(AGENPARL) - Roma, 5 Luglio 2026 - L’intelligence informatica ha rilevato una persistente campagna di spionaggio condotta dal gruppo Mustang Panda, allineato agli interessi di Pechino, contro i gangli vitali dell’amministrazione e del settore energetico indiano. L’operazione, emersa recentemente dalle analisi tecniche, rivela un salto di qualità nelle tattiche di infiltrazione utilizzate per minacciare la sicurezza nazionale.
La tecnica: il Cloud come canale di comando
L’aspetto più critico dell’operazione risiede nell’abuso di Zoho WorkDrive, una piattaforma di cloud storage comunemente utilizzata dagli enti governativi indiani. Gli aggressori hanno trasformato questo strumento legittimo nel loro canale di Comando e Controllo (C2). Sfruttando le normali attività cloud per esfiltrare dati, il traffico malevolo è diventato invisibile agli occhi dei sistemi di sorveglianza tradizionali, mimetizzandosi tra le operazioni quotidiane.
Il toolkit dell’aggressore
L’analisi tecnica ha identificato tre componenti chiave utilizzate per questa infiltrazione:
- SHARDLOADER: Un loader che utilizza il sideloading di una DLL malevola, agganciandosi a binari legittimi e firmati come Citrix Receiver o Solid PDF Creator.
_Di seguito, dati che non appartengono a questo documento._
use chrono::{DateTime, Utc};
use serde::{Deserialize, Serialize};

/// Decoded properties of a stored image file.
#[derive(Debug, Clone, PartialEq, Eq, Serialize, Deserialize)]
pub struct ImageMetadata {
    pub width: u32,
    pub height: u32,
    /// Upper-case container name, e.g. "PNG" or "JPEG".
    pub format: String,
    /// Pixel layout, e.g. "RGB", "RGBA" or "L".
    pub mode: String,
    pub size_bytes: u64,
}

impl ImageMetadata {
    pub fn has_transparency(&self) -> bool {
        self.mode.ends_with('A')
    }

    /// Width over height, rounded to two decimals.
    pub fn aspect_ratio(&self) -> f64 {
        if self.height == 0 {
            return 0.0;
        }
        (self.width as f64 / self.height as f64 * 100.0).round() / 100.0
    }
}

/// An accepted upload in the gallery.
#[derive(Debug, Clone, Serialize, Deserialize)]
pub struct StoredImage {
    /// Generated unique name; the only identity callers hold.
    pub filename: String,
    #[serde(skip_serializing_if = "Option::is_none")]
    pub original_filename: Option<String>,
    pub metadata: ImageMetadata,
    pub upload_time: DateTime<Utc>,
}

/// Detailed view of a single stored image.
#[derive(Debug, Clone, Serialize, Deserialize)]
pub struct ImageInfo {
    pub filename: String,
    #[serde(flatten)]
    pub metadata: ImageMetadata,
    pub aspect_ratio: f64,
    pub has_transparency: bool,
    pub upload_time: DateTime<Utc>,
}

impl From<StoredImage> for ImageInfo {
    fn from(image: StoredImage) -> Self {
        Self {
            filename: image.filename,
            aspect_ratio: image.metadata.aspect_ratio(),
            has_transparency: image.metadata.has_transparency(),
            metadata: image.metadata,
            upload_time: image.upload_time,
        }
    }
}
//! Operation dispatch
//!
//! Looks an operation up by name, resolves its parameters against the declared
//! defaults and runs the transform. Two channel conventions are exposed:
//! [`Dispatcher::run`] keeps single-channel results as they are (the file path), while
//! [`Dispatcher::apply`] always hands back RGB so results can be chained (previews
//! and presets).

use crate::error::{ProcessingError, ProcessingResult};
use crate::image::color::expand_gray;
use crate::image::params::{OperationParams, ResolvedParams};
use crate::image::registry::{OperationSpec, OPERATIONS};
use image::{DynamicImage, RgbImage};
use imagelab_storage::sanitize_filename;
use serde_json::Value;
use std::path::Path;

#[derive(Debug, Clone, Copy)]
pub struct Dispatcher {
    operations: &'static [OperationSpec],
}

impl Default for Dispatcher {
    fn default() -> Self {
        Self {
            operations: OPERATIONS,
        }
    }
}

impl Dispatcher {
    pub fn new() -> Self {
        Self::default()
    }

    pub fn find(&self, name: &str) -> ProcessingResult<&'static OperationSpec> {
        self.operations
            .iter()
            .find(|op| op.name == name)
            .ok_or_else(|| ProcessingError::UnknownOperation(name.to_string()))
    }

    /// Run `name`, returning whatever channel layout the transform produced.
    pub fn run(
        &self,
        img: &RgbImage,
        name: &str,
        params: &OperationParams,
    ) -> ProcessingResult<DynamicImage> {
        let op = self.find(name)?;
        let resolved = ResolvedParams::resolve(op.params, params)?;
        tracing::debug!(operation = name, ?resolved, "Running operation");
        (op.transform)(img, &resolved)
    }

    /// Run `name` and expand single-channel results to RGB.
    pub fn apply(
        &self,
        img: &RgbImage,
        name: &str,
        params: &OperationParams,
    ) -> ProcessingResult<RgbImage> {
        Ok(match self.run(img, name, params)? {
            DynamicImage::ImageRgb8(rgb) => rgb,
            DynamicImage::ImageLuma8(gray) => expand_gray(&gray),
            other => other.to_rgb8(),
        })
    }
}

fn raw_text(value: &Value) -> String {
    match value {
        Value::String(s) => s.clone(),
        other => other.to_string(),
    }
}

/// Filename fragment describing the parameters that were explicitly requested.
///
/// Only keys present in `raw` contribute, so the same request always maps to the same
/// output name. Returns an empty string when nothing applies.
pub fn param_suffix(operation: &str, raw: &OperationParams) -> String {
    let get = |key: &str| raw.get(key).filter(|v| !v.is_null()).map(raw_text);
    let mut parts = Vec::new();

    match operation {
        "rotate" => parts.extend(get("angle").map(|a| format!("{}deg", a))),
        "flip" => parts.extend(get("direction")),
        "blur_gaussian" | "blur_median" | "blur_average" => {
            parts.extend(get("kernel_size").map(|k| format!("k{}", k)))
        }
        "threshold" => {
            parts.extend(get("threshold").map(|t| format!("t{}", t)));
            parts.extend(get("type"));
        }
        "resize" => {
            if let (Some(w), Some(h)) = (get("width"), get("height")) {
                parts.push(format!("{}x{}", w, h));
            }
        }
        "edge_canny" => {
            if let (Some(low), Some(high)) = (get("low"), get("high")) {
                parts.push(format!("l{}h{}", low, high));
            }
        }
        "extract_channel" => parts.extend(get("channel")),
        _ => {}
    }

    if parts.is_empty() {
        String::new()
    } else {
        format!("_{}", parts.join("_"))
    }
}

/// `{stem}_{operation}{suffix}{ext}` for a processed copy of `input`.
pub fn output_filename(
    input: &str,
    operation: &str,
    raw: &OperationParams,
) -> ProcessingResult<String> {
    let tag = format!("{}{}", operation, param_suffix(operation, raw));
    derived_filename(input, &tag)
}

/// `{stem}_{tag}{ext}`, reduced to a safe base name.
pub fn derived_filename(input: &str, tag: &str) -> ProcessingResult<String> {
    let path = Path::new(input);
    let stem = path
        .file_stem()
        .and_then(|s| s.to_str())
        .ok_or_else(|| ProcessingError::InvalidFilename(input.to_string()))?;
    let ext = path
        .extension()
        .and_then(|e| e.to_str())
        .map(|e| format!(".{}", e))
        .unwrap_or_default();

    sanitize_filename(&format!("{}_{}{}", stem, tag, ext))
        .ok_or_else(|| ProcessingError::InvalidFilename(input.to_string()))
}
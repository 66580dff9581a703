//! Image operations
//!
//! - `params`: parameter schema and the single resolution step every operation goes through
//! - `registry`: the name-to-transform table
//! - `catalog`: the client-facing description of that table
//! - `dispatcher`: lookup, resolution, channel conventions and output naming
//! - `presets`: fixed operation sequences
//! - the remaining modules are the transforms themselves, grouped by kind

pub mod blur;
pub mod catalog;
pub mod color;
pub mod denoise;
pub mod dispatcher;
pub mod edges;
pub mod geometry;
pub mod kernel;
pub mod params;
pub mod presets;
pub mod registry;
pub mod sharpen;
pub mod threshold;
pub mod tone;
- MINIRECON: Una variante avanzata della backdoor Toneshell, capace di mantenere il controllo remoto tramite connessioni WebSocket protette su HTTPS.
- ZOHOMURK: Un impianto inedito che utilizza credenziali Zoho OAuth hardcoded per trasformare il cloud storage in un “dead drop”, dove gli attaccanti depositano comandi e prelevano dati sottratti.
Obiettivi strategici: Energia e Difesa
L’operazione è altamente mirata. Le esche utilizzate, recapitate tramite campagne di spear-phishing, si concentrano su proposte di cooperazione nel settore idroelettrico e memorandum d’intesa tra istituzioni indiane e taiwanesi. L’obiettivo di Pechino appare chiaro: intercettare i piani di sviluppo energetico dell’India e monitorare l’evoluzione dei legami di difesa tra Nuova Delhi e Taipei.
Indicatori di minaccia e difesa
L’attribuzione a Mustang Panda è sostenuta da solide prove tecniche: la sovrapposizione di codice con strumenti noti, il riutilizzo di infrastrutture di comando e la presenza di un ricorrente errore di battitura, RunOnece, riscontrato in diverse operazioni.
Per gli operatori del settore, le raccomandazioni sono chiare: monitorare i processi endpoint che interagiscono in modo anomalo con le API cloud e prestare massima attenzione a task pianificati sospetti come SolidPDFPcl2Bmp. In questa partita, non esiste una patch risolutiva: la difesa risiede esclusivamente nella capacità di intercettare l’abuso dei servizi cloud nel momento in cui avviene, mantenendo alta la guardia contro le esche geopolitiche.